→ INSTRUCTIONS FOR THE TASK: Across the records below, how many lines include the word "StatusRequest"? State only the number.
··· ENTRIES PROVIDED
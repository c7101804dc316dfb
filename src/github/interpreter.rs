//! GitHub effect interpreter using octocrab.
//!
//! Every effect maps to a single REST route, or to one route walked page by
//! page for the listing effects. Calls go through octocrab's raw `get` and
//! `post` with small serde request and response structs, so only the fields
//! issuebot reads are deserialized. Nothing is retried here.

use serde::{Deserialize, Serialize};

use crate::effects::{
    CommentData, GitHubEffect, GitHubInterpreter, GitHubResponse, IssueData, IssueState,
    StatusState,
};
use crate::types::{CommentId, CommitAuthor, CommitRecord, IssueNumber, PrNumber, Sha};

use super::client::OctocrabClient;
use super::error::GitHubApiError;

/// Page size used for every listing.
pub const PAGE_SIZE: u8 = 100;

impl GitHubInterpreter for OctocrabClient {
    type Error = GitHubApiError;

    async fn interpret(&self, effect: GitHubEffect) -> Result<GitHubResponse, Self::Error> {
        interpret_github_effect(self, effect).await
    }
}

/// Executes a single effect against the GitHub API.
pub async fn interpret_github_effect(
    client: &OctocrabClient,
    effect: GitHubEffect,
) -> Result<GitHubResponse, GitHubApiError> {
    tracing::debug!(repo = %client.repo(), effect = %effect, "executing GitHub effect");

    match effect {
        GitHubEffect::ListPrCommits { pr, page, per_page } => {
            list_pr_commits(client, pr, page, per_page).await
        }
        GitHubEffect::GetCommit { sha } => get_commit(client, sha).await,
        GitHubEffect::ListIssues {
            assignee,
            label,
            state,
        } => list_issues(client, assignee, label, state).await,
        GitHubEffect::CreateIssue {
            title,
            body,
            assignee,
            labels,
        } => create_issue(client, title, body, assignee, labels).await,
        GitHubEffect::ListComments { pr } => list_comments(client, pr).await,
        GitHubEffect::PostComment { pr, body } => post_comment(client, pr, body).await,
        GitHubEffect::CreateStatus {
            sha,
            context,
            state,
            description,
        } => create_status(client, sha, context, state, description).await,
    }
}

// ─── Commits ──────────────────────────────────────────────────────────────────

#[derive(Debug, Serialize)]
struct PageParams {
    per_page: u8,
    page: u32,
}

#[derive(Debug, Deserialize)]
struct CommitListEntry {
    sha: String,
}

async fn list_pr_commits(
    client: &OctocrabClient,
    pr: PrNumber,
    page: u32,
    per_page: u8,
) -> Result<GitHubResponse, GitHubApiError> {
    let url = client.route(&format!("pulls/{}/commits", pr.0));
    let params = PageParams { per_page, page };

    let entries: Vec<CommitListEntry> = client
        .inner()
        .get(&url, Some(&params))
        .await
        .map_err(GitHubApiError::from_octocrab)?;

    let has_more = entries.len() >= usize::from(per_page);
    let shas = entries
        .into_iter()
        .map(|entry| Sha::parse(&entry.sha))
        .collect::<Result<Vec<_>, _>>()
        .map_err(|e| GitHubApiError::permanent_without_source(e.to_string()))?;

    Ok(GitHubResponse::CommitPage { shas, has_more })
}

#[derive(Debug, Deserialize)]
struct CommitResponse {
    sha: String,
    commit: CommitDetail,
    #[serde(default)]
    stats: Option<CommitStats>,
}

#[derive(Debug, Deserialize)]
struct CommitDetail {
    #[serde(default)]
    message: String,
    #[serde(default)]
    author: Option<GitIdentity>,
}

#[derive(Debug, Deserialize)]
struct GitIdentity {
    name: Option<String>,
    email: Option<String>,
}

#[derive(Debug, Deserialize)]
struct CommitStats {
    #[serde(default)]
    total: u64,
}

async fn get_commit(client: &OctocrabClient, sha: Sha) -> Result<GitHubResponse, GitHubApiError> {
    let url = client.route(&format!("commits/{}", sha));

    let response: CommitResponse = client
        .inner()
        .get(&url, None::<&()>)
        .await
        .map_err(GitHubApiError::from_octocrab)?;

    Ok(GitHubResponse::Commit(commit_record(response)?))
}

fn commit_record(response: CommitResponse) -> Result<CommitRecord, GitHubApiError> {
    let sha = Sha::parse(&response.sha)
        .map_err(|e| GitHubApiError::permanent_without_source(e.to_string()))?;
    let author = response
        .commit
        .author
        .map(|a| CommitAuthor {
            name: a.name,
            email: a.email,
        })
        .unwrap_or_default();

    Ok(CommitRecord {
        sha,
        message: response.commit.message,
        author,
        total_changes: response.stats.map(|s| s.total).unwrap_or(0),
    })
}

// ─── Issues ───────────────────────────────────────────────────────────────────

#[derive(Debug, Serialize)]
struct IssueListParams<'a> {
    assignee: &'a str,
    labels: &'a str,
    state: &'static str,
    per_page: u8,
    page: u32,
}

#[derive(Debug, Deserialize)]
struct IssueResponse {
    number: u64,
    #[serde(default)]
    title: String,
    /// Present when the "issue" is really a pull request.
    #[serde(default)]
    pull_request: Option<serde_json::Value>,
}

async fn list_issues(
    client: &OctocrabClient,
    assignee: String,
    label: String,
    state: IssueState,
) -> Result<GitHubResponse, GitHubApiError> {
    let url = client.route("issues");
    let mut issues = Vec::new();

    for page in 1.. {
        let params = IssueListParams {
            assignee: &assignee,
            labels: &label,
            state: state.as_api_str(),
            per_page: PAGE_SIZE,
            page,
        };
        let batch: Vec<IssueResponse> = client
            .inner()
            .get(&url, Some(&params))
            .await
            .map_err(GitHubApiError::from_octocrab)?;

        let len = batch.len();
        issues.extend(
            batch
                .into_iter()
                .filter(|issue| issue.pull_request.is_none())
                .map(|issue| IssueData {
                    number: IssueNumber(issue.number),
                    title: issue.title,
                }),
        );

        if len < usize::from(PAGE_SIZE) {
            break;
        }
    }

    Ok(GitHubResponse::Issues(issues))
}

#[derive(Debug, Serialize)]
struct CreateIssueRequest {
    title: String,
    body: String,
    assignees: Vec<String>,
    labels: Vec<String>,
}

async fn create_issue(
    client: &OctocrabClient,
    title: String,
    body: String,
    assignee: String,
    labels: Vec<String>,
) -> Result<GitHubResponse, GitHubApiError> {
    let url = client.route("issues");
    let request = CreateIssueRequest {
        title,
        body,
        assignees: vec![assignee],
        labels,
    };

    let created: IssueResponse = client
        .inner()
        .post(&url, Some(&request))
        .await
        .map_err(GitHubApiError::from_octocrab)?;

    Ok(GitHubResponse::IssueCreated {
        number: IssueNumber(created.number),
    })
}

// ─── Comments ─────────────────────────────────────────────────────────────────

#[derive(Debug, Deserialize)]
struct CommentResponse {
    id: u64,
    #[serde(default)]
    body: Option<String>,
}

async fn list_comments(
    client: &OctocrabClient,
    pr: PrNumber,
) -> Result<GitHubResponse, GitHubApiError> {
    let url = client.route(&format!("issues/{}/comments", pr.0));
    let mut comments = Vec::new();

    for page in 1.. {
        let params = PageParams {
            per_page: PAGE_SIZE,
            page,
        };
        let batch: Vec<CommentResponse> = client
            .inner()
            .get(&url, Some(&params))
            .await
            .map_err(GitHubApiError::from_octocrab)?;

        let len = batch.len();
        comments.extend(batch.into_iter().map(|c| CommentData {
            id: CommentId(c.id),
            body: c.body.unwrap_or_default(),
        }));

        if len < usize::from(PAGE_SIZE) {
            break;
        }
    }

    Ok(GitHubResponse::Comments(comments))
}

#[derive(Debug, Serialize)]
struct CommentRequest {
    body: String,
}

async fn post_comment(
    client: &OctocrabClient,
    pr: PrNumber,
    body: String,
) -> Result<GitHubResponse, GitHubApiError> {
    let url = client.route(&format!("issues/{}/comments", pr.0));

    let posted: CommentResponse = client
        .inner()
        .post(&url, Some(&CommentRequest { body }))
        .await
        .map_err(GitHubApiError::from_octocrab)?;

    Ok(GitHubResponse::CommentPosted {
        id: CommentId(posted.id),
    })
}

// ─── Statuses ─────────────────────────────────────────────────────────────────

#[derive(Debug, Serialize)]
struct StatusRequest {
    state: &'static str,
    context: String,
    #[serde(skip_serializing_if = "Option::is_none")]
    description: Option<String>,
}

async fn create_status(
    client: &OctocrabClient,
    sha: Sha,
    context: String,
    state: StatusState,
    description: Option<String>,
) -> Result<GitHubResponse, GitHubApiError> {
    let url = client.route(&format!("statuses/{}", sha));
    let request = StatusRequest {
        state: state.as_api_str(),
        context,
        description,
    };

    let _: serde_json::Value = client
        .inner()
        .post(&url, Some(&request))
        .await
        .map_err(GitHubApiError::from_octocrab)?;

    Ok(GitHubResponse::StatusCreated)
}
······
→ SOLUTION FOR THIS EXERCISE: 2